A Blowout Accident Causative Model of Hydrogen Sulfide Oil and Gas Wells using DEMATEL and ISM Algorithms

Abstract

Abstract Blowout is one of the most serious accidents in the drilling process of hydrogen sulfide (H2S) oil and gas wells, often accompanied by the leakage of H2S and other toxic gases, which easily causes casualties and huge economic and environmental losses. Therefore, this article uses DEMATEL and ISM hybrid algorithms to establish a blowout accident-causing network model for oil and gas wells with H2S content, thus strengthening the risk management. In this model, firstly, the general causative factors of blowout accidents are extracted by accident statistics. Secondly, expert knowledge is adopted to determine the correlation matrix among factors. Thirdly, based on the DEMATEL algorithm, the degree of the relationship among the factors is analyzed. The importance degree (centrality) of each factor and its status as well as role (causality) in the accident-causing system are given. Finally, the ISM algorithm is used to classify the factors and establish an accident-causing network diagram with hierarchical relationship. The proposed model has been applied in a gas field containing H2S in East Sichuan, China. The results show that causative factors of blowout accidents can be divided into cause group and effect group according to the influence relationship among them. The cause group implies the meaning of the causative factors, and the effect group denotes the meaning of the causative factors. Hence, it would be necessary to control and pay great attention to the cause group factors beforehand.

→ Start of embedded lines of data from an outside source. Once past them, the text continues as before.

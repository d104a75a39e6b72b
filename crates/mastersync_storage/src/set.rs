//! Store sets: category name to entity store.

use crate::dir::StoreDir;
use crate::error::StorageResult;
use crate::file::FileEntityStore;
use crate::memory::MemoryEntityStore;
use crate::store::EntityStore;
use std::collections::HashMap;
use std::path::Path;
use std::sync::Arc;

/// The storage ports of one sync round, keyed by wire category name.
///
/// Cloning is cheap; stores are shared.
#[derive(Clone, Default)]
pub struct StoreSet {
    stores: HashMap<String, Arc<dyn EntityStore>>,
}

impl StoreSet {
    /// Creates an empty set.
    #[must_use]
    pub fn new() -> Self {
        Self::default()
    }

    /// Creates one in-memory store per category.
    #[must_use]
    pub fn in_memory<I, S>(categories: I) -> Self
    where
        I: IntoIterator<Item = S>,
        S: Into<String>,
    {
        let mut set = Self::new();
        for category in categories {
            let category = category.into();
            let store = Arc::new(MemoryEntityStore::new(category.clone()));
            set.insert(category, store);
        }
        set
    }

    /// Opens one file-backed store per category inside a store directory.
    ///
    /// All stores share the directory and its lock.
    pub fn open_dir<I, S>(dir: Arc<StoreDir>, categories: I) -> StorageResult<Self>
    where
        I: IntoIterator<Item = S>,
        S: Into<String>,
    {
        let mut set = Self::new();
        for category in categories {
            let category = category.into();
            let store = FileEntityStore::open(Arc::clone(&dir), category.clone())?;
            set.insert(category, Arc::new(store));
        }
        Ok(set)
    }

    /// Opens (creating if missing) a directory and its stores.
    pub fn open_path<I, S>(path: &Path, categories: I) -> StorageResult<(Arc<StoreDir>, Self)>
    where
        I: IntoIterator<Item = S>,
        S: Into<String>,
    {
        let dir = Arc::new(StoreDir::open(path, true)?);
        let set = Self::open_dir(Arc::clone(&dir), categories)?;
        Ok((dir, set))
    }

    /// Adds or replaces the store of a category.
    pub fn insert(&mut self, category: impl Into<String>, store: Arc<dyn EntityStore>) {
        self.stores.insert(category.into(), store);
    }

    /// Builder form of [`StoreSet::insert`].
    #[must_use]
    pub fn with_store(mut self, category: impl Into<String>, store: Arc<dyn EntityStore>) -> Self {
        self.insert(category, store);
        self
    }

    /// Returns the store of a category.
    #[must_use]
    pub fn get(&self, category: &str) -> Option<Arc<dyn EntityStore>> {
        self.stores.get(category).cloned()
    }

    /// Category names, sorted.
    #[must_use]
    pub fn categories(&self) -> Vec<&str> {
        let mut names: Vec<&str> = self.stores.keys().map(String::as_str).collect();
        names.sort_unstable();
        names
    }

    /// Number of stores.
    #[must_use]
    pub fn len(&self) -> usize {
        self.stores.len()
    }

    /// Returns true if the set has no stores.
    #[must_use]
    pub fn is_empty(&self) -> bool {
        self.stores.is_empty()
    }
}

impl std::fmt::Debug for StoreSet {
    fn fmt(&self, f: &mut std::fmt::Formatter<'_>) -> std::fmt::Result {
        f.debug_struct("StoreSet")
            .field("categories", &self.categories())
            .finish()
    }
}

The key causative factors of blowout accidents are geological exploration technology, safety monitoring facilities and on-site safety culture, which belong to the cause group and are at the basic level of the accident-causing network diagram. This model has provided effective decision-making guidance for HSE work in gas field and reduced the incidence of blowout accidents. This model uses a combination of qualitative and quantitative methods to analyze the causes of blowout accidents, not only considering the relationships between factors and accidents, but also considering the relationships between factors and factors. As a result, it provides decision-making basis for the prevention and control of blowout accidents in H2S oil and gas wells.